==== DATA SECTION
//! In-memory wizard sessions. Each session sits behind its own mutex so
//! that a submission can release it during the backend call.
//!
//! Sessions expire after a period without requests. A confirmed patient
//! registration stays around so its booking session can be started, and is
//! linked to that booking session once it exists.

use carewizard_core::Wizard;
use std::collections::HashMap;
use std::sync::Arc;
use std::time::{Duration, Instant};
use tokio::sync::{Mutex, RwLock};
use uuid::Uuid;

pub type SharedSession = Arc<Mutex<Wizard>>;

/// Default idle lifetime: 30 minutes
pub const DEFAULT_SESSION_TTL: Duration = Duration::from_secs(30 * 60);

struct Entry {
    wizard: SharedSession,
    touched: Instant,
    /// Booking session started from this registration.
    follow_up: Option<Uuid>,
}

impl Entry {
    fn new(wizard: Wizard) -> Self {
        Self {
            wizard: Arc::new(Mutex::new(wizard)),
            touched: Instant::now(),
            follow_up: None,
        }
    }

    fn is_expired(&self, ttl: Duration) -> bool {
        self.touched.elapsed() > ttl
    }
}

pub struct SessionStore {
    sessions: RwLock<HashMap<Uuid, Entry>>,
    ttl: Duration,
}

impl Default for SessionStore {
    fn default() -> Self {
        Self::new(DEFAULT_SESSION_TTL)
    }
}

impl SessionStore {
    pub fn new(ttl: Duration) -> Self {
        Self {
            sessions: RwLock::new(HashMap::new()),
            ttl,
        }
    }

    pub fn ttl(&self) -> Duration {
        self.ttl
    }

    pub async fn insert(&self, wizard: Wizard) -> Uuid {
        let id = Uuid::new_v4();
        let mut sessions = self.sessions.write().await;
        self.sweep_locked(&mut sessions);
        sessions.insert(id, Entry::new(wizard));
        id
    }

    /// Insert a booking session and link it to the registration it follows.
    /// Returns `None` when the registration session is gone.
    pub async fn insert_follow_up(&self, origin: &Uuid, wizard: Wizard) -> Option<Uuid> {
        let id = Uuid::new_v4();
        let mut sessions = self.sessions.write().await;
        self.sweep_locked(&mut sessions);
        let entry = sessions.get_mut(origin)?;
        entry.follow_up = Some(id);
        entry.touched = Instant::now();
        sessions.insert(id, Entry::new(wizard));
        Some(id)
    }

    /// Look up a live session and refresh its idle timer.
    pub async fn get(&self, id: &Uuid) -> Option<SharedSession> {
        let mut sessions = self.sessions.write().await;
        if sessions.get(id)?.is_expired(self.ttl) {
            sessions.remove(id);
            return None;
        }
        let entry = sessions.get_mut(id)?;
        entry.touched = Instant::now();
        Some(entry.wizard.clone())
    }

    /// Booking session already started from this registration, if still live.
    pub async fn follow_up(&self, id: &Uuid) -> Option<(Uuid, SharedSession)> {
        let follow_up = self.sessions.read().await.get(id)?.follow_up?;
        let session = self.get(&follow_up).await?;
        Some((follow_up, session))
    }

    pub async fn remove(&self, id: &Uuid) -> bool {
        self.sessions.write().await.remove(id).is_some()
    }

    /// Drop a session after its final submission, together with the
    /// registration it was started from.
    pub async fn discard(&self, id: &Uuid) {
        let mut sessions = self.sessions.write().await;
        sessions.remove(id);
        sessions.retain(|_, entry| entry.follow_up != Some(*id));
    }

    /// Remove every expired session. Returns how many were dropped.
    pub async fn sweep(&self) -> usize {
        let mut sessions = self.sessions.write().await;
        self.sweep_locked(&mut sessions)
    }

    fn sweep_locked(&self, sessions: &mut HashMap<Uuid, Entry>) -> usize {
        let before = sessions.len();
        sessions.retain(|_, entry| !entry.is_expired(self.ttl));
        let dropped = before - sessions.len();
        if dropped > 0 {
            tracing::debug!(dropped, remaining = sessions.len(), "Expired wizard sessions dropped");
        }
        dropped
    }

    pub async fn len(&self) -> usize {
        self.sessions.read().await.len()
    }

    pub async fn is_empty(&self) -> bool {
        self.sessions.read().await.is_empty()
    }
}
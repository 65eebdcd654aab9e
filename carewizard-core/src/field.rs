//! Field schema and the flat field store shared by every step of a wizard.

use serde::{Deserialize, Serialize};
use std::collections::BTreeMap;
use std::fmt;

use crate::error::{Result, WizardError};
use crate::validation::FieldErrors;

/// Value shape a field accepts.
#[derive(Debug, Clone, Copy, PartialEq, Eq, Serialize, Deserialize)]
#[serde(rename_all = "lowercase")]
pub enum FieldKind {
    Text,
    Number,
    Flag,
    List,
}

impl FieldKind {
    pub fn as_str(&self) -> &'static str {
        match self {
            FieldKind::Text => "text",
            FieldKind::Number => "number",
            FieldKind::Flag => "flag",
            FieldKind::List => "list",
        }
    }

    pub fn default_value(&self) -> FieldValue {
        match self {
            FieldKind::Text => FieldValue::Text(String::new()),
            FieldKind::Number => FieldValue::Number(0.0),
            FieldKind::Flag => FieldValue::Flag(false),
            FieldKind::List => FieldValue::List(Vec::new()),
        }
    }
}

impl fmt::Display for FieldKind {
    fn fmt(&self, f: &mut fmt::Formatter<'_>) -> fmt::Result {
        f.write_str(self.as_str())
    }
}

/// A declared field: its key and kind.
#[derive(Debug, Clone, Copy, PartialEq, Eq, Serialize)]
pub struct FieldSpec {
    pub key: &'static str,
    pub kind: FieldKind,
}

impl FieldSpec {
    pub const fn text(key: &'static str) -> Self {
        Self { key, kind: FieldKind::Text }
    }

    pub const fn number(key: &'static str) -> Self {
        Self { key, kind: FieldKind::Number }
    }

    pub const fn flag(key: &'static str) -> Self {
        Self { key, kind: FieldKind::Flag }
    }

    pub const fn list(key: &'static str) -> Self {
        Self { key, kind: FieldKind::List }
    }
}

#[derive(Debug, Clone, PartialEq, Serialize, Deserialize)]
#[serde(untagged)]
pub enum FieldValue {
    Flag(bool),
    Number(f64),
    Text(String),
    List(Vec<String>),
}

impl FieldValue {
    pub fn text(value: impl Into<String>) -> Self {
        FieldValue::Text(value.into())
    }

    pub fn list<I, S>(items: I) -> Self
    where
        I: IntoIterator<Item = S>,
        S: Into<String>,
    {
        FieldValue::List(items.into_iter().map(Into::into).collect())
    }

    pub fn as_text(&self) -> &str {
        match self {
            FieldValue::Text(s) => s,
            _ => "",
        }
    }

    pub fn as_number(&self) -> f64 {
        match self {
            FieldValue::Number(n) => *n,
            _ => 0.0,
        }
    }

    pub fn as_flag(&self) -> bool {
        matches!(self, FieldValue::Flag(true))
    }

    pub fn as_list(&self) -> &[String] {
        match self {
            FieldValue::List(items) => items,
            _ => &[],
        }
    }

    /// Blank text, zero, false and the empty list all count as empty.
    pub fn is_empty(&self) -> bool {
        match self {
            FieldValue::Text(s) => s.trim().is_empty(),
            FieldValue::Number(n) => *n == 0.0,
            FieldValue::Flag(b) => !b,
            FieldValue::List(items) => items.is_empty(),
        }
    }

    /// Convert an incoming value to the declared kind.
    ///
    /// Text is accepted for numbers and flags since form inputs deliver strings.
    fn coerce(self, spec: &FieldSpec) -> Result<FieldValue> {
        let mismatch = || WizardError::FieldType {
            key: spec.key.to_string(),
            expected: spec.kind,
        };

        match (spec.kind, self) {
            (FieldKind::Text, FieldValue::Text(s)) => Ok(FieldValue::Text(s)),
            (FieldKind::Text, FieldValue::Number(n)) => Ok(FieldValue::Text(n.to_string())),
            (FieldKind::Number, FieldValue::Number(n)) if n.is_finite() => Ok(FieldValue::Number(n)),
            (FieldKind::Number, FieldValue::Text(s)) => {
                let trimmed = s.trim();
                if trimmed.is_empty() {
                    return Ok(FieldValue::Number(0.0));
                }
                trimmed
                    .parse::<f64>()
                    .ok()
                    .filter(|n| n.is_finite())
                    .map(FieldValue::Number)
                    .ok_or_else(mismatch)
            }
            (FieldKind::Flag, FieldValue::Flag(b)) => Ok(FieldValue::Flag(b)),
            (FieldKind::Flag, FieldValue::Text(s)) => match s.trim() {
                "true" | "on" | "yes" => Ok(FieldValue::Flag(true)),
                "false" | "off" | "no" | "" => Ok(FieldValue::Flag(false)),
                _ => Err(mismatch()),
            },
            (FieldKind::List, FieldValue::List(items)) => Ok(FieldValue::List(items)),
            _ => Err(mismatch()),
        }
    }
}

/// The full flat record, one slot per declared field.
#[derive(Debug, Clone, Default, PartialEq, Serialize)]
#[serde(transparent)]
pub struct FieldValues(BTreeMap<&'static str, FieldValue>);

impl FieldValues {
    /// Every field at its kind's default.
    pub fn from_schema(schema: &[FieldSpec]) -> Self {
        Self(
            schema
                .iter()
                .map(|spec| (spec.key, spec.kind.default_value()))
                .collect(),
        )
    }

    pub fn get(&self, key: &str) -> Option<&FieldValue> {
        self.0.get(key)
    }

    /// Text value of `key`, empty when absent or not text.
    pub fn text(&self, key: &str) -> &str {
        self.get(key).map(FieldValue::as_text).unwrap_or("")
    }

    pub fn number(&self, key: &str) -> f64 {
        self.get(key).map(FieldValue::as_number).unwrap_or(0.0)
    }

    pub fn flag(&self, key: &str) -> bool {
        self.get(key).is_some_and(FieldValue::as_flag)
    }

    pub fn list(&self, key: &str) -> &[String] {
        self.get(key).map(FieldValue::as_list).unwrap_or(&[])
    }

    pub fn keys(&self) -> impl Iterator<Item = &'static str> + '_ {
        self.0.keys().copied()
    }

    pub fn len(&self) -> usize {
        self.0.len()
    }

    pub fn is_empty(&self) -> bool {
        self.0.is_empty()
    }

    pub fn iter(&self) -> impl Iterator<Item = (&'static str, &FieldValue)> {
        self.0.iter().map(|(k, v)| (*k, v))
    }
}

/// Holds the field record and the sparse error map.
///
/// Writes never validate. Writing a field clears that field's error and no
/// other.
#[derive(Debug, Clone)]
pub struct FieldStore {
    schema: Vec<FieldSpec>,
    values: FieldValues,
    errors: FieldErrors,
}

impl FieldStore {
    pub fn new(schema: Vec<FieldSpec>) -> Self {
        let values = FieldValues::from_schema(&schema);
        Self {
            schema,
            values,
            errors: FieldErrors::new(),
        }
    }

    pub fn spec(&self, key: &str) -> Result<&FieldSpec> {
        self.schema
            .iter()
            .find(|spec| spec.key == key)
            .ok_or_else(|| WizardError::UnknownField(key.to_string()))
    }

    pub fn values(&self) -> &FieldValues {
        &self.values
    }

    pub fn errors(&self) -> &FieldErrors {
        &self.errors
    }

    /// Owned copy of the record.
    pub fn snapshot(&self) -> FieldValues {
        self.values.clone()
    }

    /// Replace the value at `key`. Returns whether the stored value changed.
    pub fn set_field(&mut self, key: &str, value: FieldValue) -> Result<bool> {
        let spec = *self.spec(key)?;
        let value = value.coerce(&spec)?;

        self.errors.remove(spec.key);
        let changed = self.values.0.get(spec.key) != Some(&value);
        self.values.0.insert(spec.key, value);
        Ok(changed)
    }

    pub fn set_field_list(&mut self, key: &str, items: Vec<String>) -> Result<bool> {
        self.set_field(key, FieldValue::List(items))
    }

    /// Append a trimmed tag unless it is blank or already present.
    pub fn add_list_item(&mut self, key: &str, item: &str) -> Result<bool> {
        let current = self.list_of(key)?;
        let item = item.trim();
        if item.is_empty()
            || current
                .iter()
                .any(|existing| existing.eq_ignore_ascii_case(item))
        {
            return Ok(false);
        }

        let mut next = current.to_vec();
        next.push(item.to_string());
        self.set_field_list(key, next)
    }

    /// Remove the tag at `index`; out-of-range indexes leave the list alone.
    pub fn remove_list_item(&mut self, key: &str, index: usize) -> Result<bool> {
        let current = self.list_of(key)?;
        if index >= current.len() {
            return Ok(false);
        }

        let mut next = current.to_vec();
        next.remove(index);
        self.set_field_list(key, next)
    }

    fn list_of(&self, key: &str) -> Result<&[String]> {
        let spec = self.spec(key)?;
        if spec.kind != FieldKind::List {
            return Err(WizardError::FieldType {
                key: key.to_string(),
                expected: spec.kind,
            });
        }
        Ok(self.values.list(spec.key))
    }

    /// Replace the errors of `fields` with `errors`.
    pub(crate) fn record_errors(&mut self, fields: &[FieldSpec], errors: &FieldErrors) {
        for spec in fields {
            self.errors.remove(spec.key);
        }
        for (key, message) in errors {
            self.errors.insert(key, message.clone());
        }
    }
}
========
From the data above, copy each line that has the string "collections".

▶ [RESULT FOR THIS TASK]:
use std::collections::HashMap;
use std::collections::BTreeMap;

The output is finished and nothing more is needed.